🛠️ How It Works
DroidAgent collects evidence from your system and correlates them to come up with the likely root cause behind the issue and how it can be fixed. Here’s how it works:-
Collects Context: The agent collects context across multiple places, including but not limited to:
- Data Sources: Give the platform access to your telemetry data sources & map them to your services so it knows where to query metrics, logs, deployments or any other information for which service.
- Alerts: Access to alerts enables agent to decide when to investigate.
- Runbooks: Provide an additional set of prompts / wiki so that the agent can leverage it during investigations. Runbooks are not required for standard/common scenarios but only for situations where user already has an opinion.
-
Correlates & iterates:
- After every evidence collected, it tries to connect it back to the hypothesis it created and evaluates if it’s getting any closer to the issue resolution or root cause identification.

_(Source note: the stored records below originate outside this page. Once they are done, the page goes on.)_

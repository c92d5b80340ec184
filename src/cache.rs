//! Cached list of entity-model names known to the platform, used by model suggest.
//!
//! A refill first asks for the total row count of `EDF_EntityModel`. When it matches
//! the count remembered from the last successful refill and the cache is non-empty,
//! nothing is fetched. Otherwise all pages are fetched concurrently and the cache is
//! replaced with the deduplicated names. Only one refill runs at a time, on its own
//! task; callers arriving meanwhile wait for its outcome.

use crate::edf::{EdfClient, SearchRequest};
use crate::error::AppError;
use futures::future::try_join_all;
use serde_json::Value;
use std::collections::HashSet;
use std::sync::{Arc, Mutex, RwLock};
use tokio::sync::watch;

pub const MODEL_ENTITY: &str = "EDF_EntityModel";
pub const MODEL_PAGE_SIZE: u64 = 100;

#[derive(Clone, Debug, PartialEq, Eq)]
pub enum RefillOutcome {
    /// Row count unchanged; cached names kept.
    Fresh,
    /// Cache replaced with `count` distinct names.
    Refilled { count: usize },
    /// The refill task ended without reporting (the runtime shut it down).
    AlreadyRunning,
}

type Shared = Option<Result<RefillOutcome, String>>;

enum Phase {
    Idle,
    Refilling(watch::Receiver<Shared>),
}

#[derive(Default)]
struct Snapshot {
    names: Vec<String>,
    total: Option<u64>,
}

struct Inner {
    data: RwLock<Snapshot>,
    phase: Mutex<Phase>,
    page_size: u64,
}

/// Cheap to clone; clones share the same names and refill state.
#[derive(Clone)]
pub struct ModelNameCache {
    inner: Arc<Inner>,
}

impl Default for ModelNameCache {
    fn default() -> Self {
        ModelNameCache::new()
    }
}

/// Resets the phase to idle even if the refill task panics.
struct IdleOnDrop<'a>(&'a Mutex<Phase>);

impl Drop for IdleOnDrop<'_> {
    fn drop(&mut self) {
        *self.0.lock().unwrap_or_else(|p| p.into_inner()) = Phase::Idle;
    }
}

impl ModelNameCache {
    pub fn new() -> Self {
        ModelNameCache::with_page_size(MODEL_PAGE_SIZE)
    }

    pub fn with_page_size(page_size: u64) -> Self {
        ModelNameCache {
            inner: Arc::new(Inner {
                data: RwLock::new(Snapshot::default()),
                phase: Mutex::new(Phase::Idle),
                page_size: page_size.max(1),
            }),
        }
    }

    /// Current names, in first-seen order.
    pub fn snapshot(&self) -> Vec<String> {
        self.inner.data.read().unwrap_or_else(|p| p.into_inner()).names.clone()
    }

    /// Row count remembered from the last successful refill.
    pub fn fingerprint(&self) -> Option<u64> {
        self.inner.data.read().unwrap_or_else(|p| p.into_inner()).total
    }

    pub fn is_refilling(&self) -> bool {
        matches!(*self.inner.phase.lock().unwrap_or_else(|p| p.into_inner()), Phase::Refilling(_))
    }

    /// Bring the cache up to date. On failure the previous names stay in place.
    ///
    /// The refill runs on its own task, so dropping the caller that started it
    /// does not abort the page fetches other callers are waiting on.
    pub async fn refill(&self, client: &Arc<EdfClient>) -> Result<RefillOutcome, AppError> {
        let mut rx = {
            let mut phase = self.inner.phase.lock().unwrap_or_else(|p| p.into_inner());
            match &*phase {
                Phase::Refilling(rx) => {
                    tracing::info!("model name refill already in progress, waiting");
                    rx.clone()
                }
                Phase::Idle => {
                    let (tx, rx) = watch::channel(None);
                    *phase = Phase::Refilling(rx.clone());
                    let inner = Arc::clone(&self.inner);
                    let client = Arc::clone(client);
                    tokio::spawn(async move {
                        let idle = IdleOnDrop(&inner.phase);
                        let result = inner.fill(&client).await;
                        match &result {
                            Ok(outcome) => tracing::info!(?outcome, "model name refill done"),
                            Err(e) => tracing::error!(error = %e, "model name refill failed, keeping previous names"),
                        }
                        drop(idle);
                        tx.send_replace(Some(result.map_err(|e| e.to_string())));
                    });
                    rx
                }
            }
        };

        let shared = match rx.wait_for(Option::is_some).await {
            Ok(v) => v.clone(),
            Err(_) => return Ok(RefillOutcome::AlreadyRunning),
        };
        match shared {
            Some(Ok(outcome)) => Ok(outcome),
            Some(Err(message)) => Err(AppError::Upstream { status: None, message }),
            None => Ok(RefillOutcome::AlreadyRunning),
        }
    }
}

impl Inner {
    async fn fill(&self, client: &EdfClient) -> Result<RefillOutcome, AppError> {
        let first_page = client
            .search_page(None, &SearchRequest::new(MODEL_ENTITY, "").page(1, 1))
            .await?;
        let total = first_page.paging.total_rows.unwrap_or(0);
        {
            let data = self.data.read().unwrap_or_else(|p| p.into_inner());
            if data.total == Some(total) && !data.names.is_empty() {
                tracing::info!(total, "entity models unchanged");
                return Ok(RefillOutcome::Fresh);
            }
        }

        let page_size = self.page_size;
        let pages = total.div_ceil(page_size);
        tracing::info!(total, pages, "refilling entity model names");
        let fetches = (1..=pages).map(|page| async move {
            let request = SearchRequest::new(MODEL_ENTITY, "").page(page, page_size);
            client.search_page(None, &request).await
        });
        let results = try_join_all(fetches).await?;

        let mut seen = HashSet::new();
        let names: Vec<String> = results
            .iter()
            .flat_map(|page| page.rows.iter())
            .filter_map(model_name)
            .filter(|name| seen.insert(name.clone()))
            .collect();
        let count = names.len();

        let mut data = self.data.write().unwrap_or_else(|p| p.into_inner());
        data.names = names;
        data.total = Some(total);
        Ok(RefillOutcome::Refilled { count })
    }
}

fn model_name(row: &Value) -> Option<String> {
    row.pointer("/object/name").and_then(Value::as_str).map(str::to_string)
}

#[cfg(test)]
mod tests {
    use super::*;
    use crate::config::ServiceAccount;
    use crate::edf::testing::{http_status, success, FakeTransport};
    use crate::edf::{OutboundCall, TransportError};
    use crate::session::Session;
    use serde_json::json;
    use std::sync::atomic::{AtomicU64, Ordering};
    use std::sync::Arc;
    use std::time::Duration;

    fn page_of(call: &OutboundCall) -> (u64, u64) {
        let paging = &call.body["paging"];
        (
            paging["pageNumber"].as_u64().unwrap(),
            paging["pageSize"].as_u64().unwrap(),
        )
    }

    /// Platform answer for `total` models named `M<i>`; every page also repeats `Shared`.
    fn platform_response(total: u64, call: &OutboundCall) -> Result<Value, TransportError> {
        let (page, size) = page_of(call);
        if size == 1 {
            return Ok(success(json!({"rows": [], "paging": {"totalRows": total}})));
        }
        let start = (page - 1) * size;
        let end = (start + size).min(total);
        let mut rows: Vec<Value> = (start..end).map(|i| json!({"object": {"name": format!("M{}", i)}})).collect();
        rows.push(json!({"object": {"name": "Shared"}}));
        rows.push(json!({"object": {}}));
        Ok(success(json!({"rows": rows, "paging": {"totalRows": total}})))
    }

    fn platform(total: Arc<AtomicU64>) -> FakeTransport {
        FakeTransport::new(move |call| platform_response(total.load(Ordering::SeqCst), call))
    }

    fn client(fake: Arc<FakeTransport>) -> Arc<EdfClient> {
        Arc::new(EdfClient::new(
            "http://edf",
            fake,
            Arc::new(Session::with_token("Bearer t")),
            ServiceAccount {
                client_id: "admin".into(),
                client_secret: "pw".into(),
            },
        ))
    }

    fn page_fetches(fake: &FakeTransport) -> usize {
        fake.calls().iter().filter(|c| page_of(c).1 == MODEL_PAGE_SIZE).count()
    }

    #[tokio::test]
    async fn fetches_ceil_total_over_page_size_pages() {
        let fake = platform(Arc::new(AtomicU64::new(250))).into_arc();
        let c = client(fake.clone());
        let cache = ModelNameCache::new();

        let outcome = cache.refill(&c).await.unwrap();
        assert_eq!(outcome, RefillOutcome::Refilled { count: 251 });
        assert_eq!(page_fetches(&fake), 3);
        let names = cache.snapshot();
        assert_eq!(names.len(), 251);
        assert_eq!(names.iter().filter(|n| *n == "Shared").count(), 1);
        assert!(names.contains(&"M249".to_string()));
        assert_eq!(cache.fingerprint(), Some(250));
    }

    #[tokio::test]
    async fn unchanged_total_skips_fan_out() {
        let fake = platform(Arc::new(AtomicU64::new(150))).into_arc();
        let c = client(fake.clone());
        let cache = ModelNameCache::new();

        cache.refill(&c).await.unwrap();
        let before = cache.snapshot();
        assert_eq!(cache.refill(&c).await.unwrap(), RefillOutcome::Fresh);
        assert_eq!(page_fetches(&fake), 2);
        assert_eq!(cache.snapshot(), before);
    }

    #[tokio::test]
    async fn changed_total_triggers_refill() {
        let total = Arc::new(AtomicU64::new(100));
        let fake = platform(total.clone()).into_arc();
        let c = client(fake.clone());
        let cache = ModelNameCache::new();

        cache.refill(&c).await.unwrap();
        total.store(101, Ordering::SeqCst);
        assert_eq!(cache.refill(&c).await.unwrap(), RefillOutcome::Refilled { count: 102 });
        assert_eq!(page_fetches(&fake), 1 + 2);
    }

    #[tokio::test]
    async fn zero_total_gives_empty_cache_without_page_fetches() {
        let fake = platform(Arc::new(AtomicU64::new(0))).into_arc();
        let c = client(fake.clone());
        let cache = ModelNameCache::new();

        assert_eq!(cache.refill(&c).await.unwrap(), RefillOutcome::Refilled { count: 0 });
        assert!(cache.snapshot().is_empty());
        assert_eq!(page_fetches(&fake), 0);
    }

    #[tokio::test]
    async fn concurrent_refills_share_one_fan_out() {
        let fake = platform(Arc::new(AtomicU64::new(250)))
            .with_delay(Duration::from_millis(20))
            .into_arc();
        let c = client(fake.clone());
        let cache = ModelNameCache::new();

        let (a, b) = tokio::join!(cache.refill(&c), cache.refill(&c));
        assert_eq!(a.unwrap(), RefillOutcome::Refilled { count: 251 });
        assert_eq!(b.unwrap(), RefillOutcome::Refilled { count: 251 });
        assert_eq!(page_fetches(&fake), 3);
        assert!(!cache.is_refilling());
    }

    #[tokio::test]
    async fn dropped_starter_does_not_cancel_shared_refill() {
        let fake = platform(Arc::new(AtomicU64::new(250)))
            .with_delay(Duration::from_millis(50))
            .into_arc();
        let c = client(fake.clone());
        let cache = ModelNameCache::new();

        let starter = tokio::time::timeout(Duration::from_millis(70), cache.refill(&c));
        let joiner = async {
            tokio::time::sleep(Duration::from_millis(10)).await;
            cache.refill(&c).await
        };
        let (started, joined) = tokio::join!(starter, joiner);
        assert!(started.is_err(), "starter should have timed out");
        assert_eq!(joined.unwrap(), RefillOutcome::Refilled { count: 251 });
        assert_eq!(cache.snapshot().len(), 251);
        assert_eq!(page_fetches(&fake), 3);
        assert!(!cache.is_refilling());
    }

    #[tokio::test]
    async fn page_failure_keeps_previous_names_and_clears_flag() {
        let total = Arc::new(AtomicU64::new(100));
        let fail = Arc::new(AtomicU64::new(0));
        let (total_in, fail_flag) = (total.clone(), fail.clone());
        let fake = FakeTransport::new(move |call| {
            let (page, size) = page_of(call);
            if fail_flag.load(Ordering::SeqCst) == 1 && size == MODEL_PAGE_SIZE && page == 2 {
                return Err(http_status(500));
            }
            platform_response(total_in.load(Ordering::SeqCst), call)
        })
        .into_arc();
        let c = client(fake.clone());
        let cache = ModelNameCache::new();

        cache.refill(&c).await.unwrap();
        let before = cache.snapshot();

        total.store(250, Ordering::SeqCst);
        fail.store(1, Ordering::SeqCst);
        assert!(cache.refill(&c).await.is_err());
        assert_eq!(cache.snapshot(), before);
        assert_eq!(cache.fingerprint(), Some(100));
        assert!(!cache.is_refilling());

        fail.store(0, Ordering::SeqCst);
        assert_eq!(cache.refill(&c).await.unwrap(), RefillOutcome::Refilled { count: 251 });
    }
}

Data Sources & Integrations
Our platform supports integration with 50+ tools for evidence collection & investigation — from your logs in ELK to dashboards in Grafana. You can find the full list here. Each data source is converted into an MCP server and made accessible to the agent for leveraging during investigation.📋 Example
For example, if a Kubernetes pod is CrashLooping, and you have observability integrations configured:- The agent may fetch pod logs, check deployment configurations, and diagnose the root cause (e.g., OOMKill, bad image).
- Basis the pod’s name, it might also look for a service of similar name, and once it finds it, it can decide to further investigate data sources of the service (like the dashboards & metrics associated with the service or the deployments history).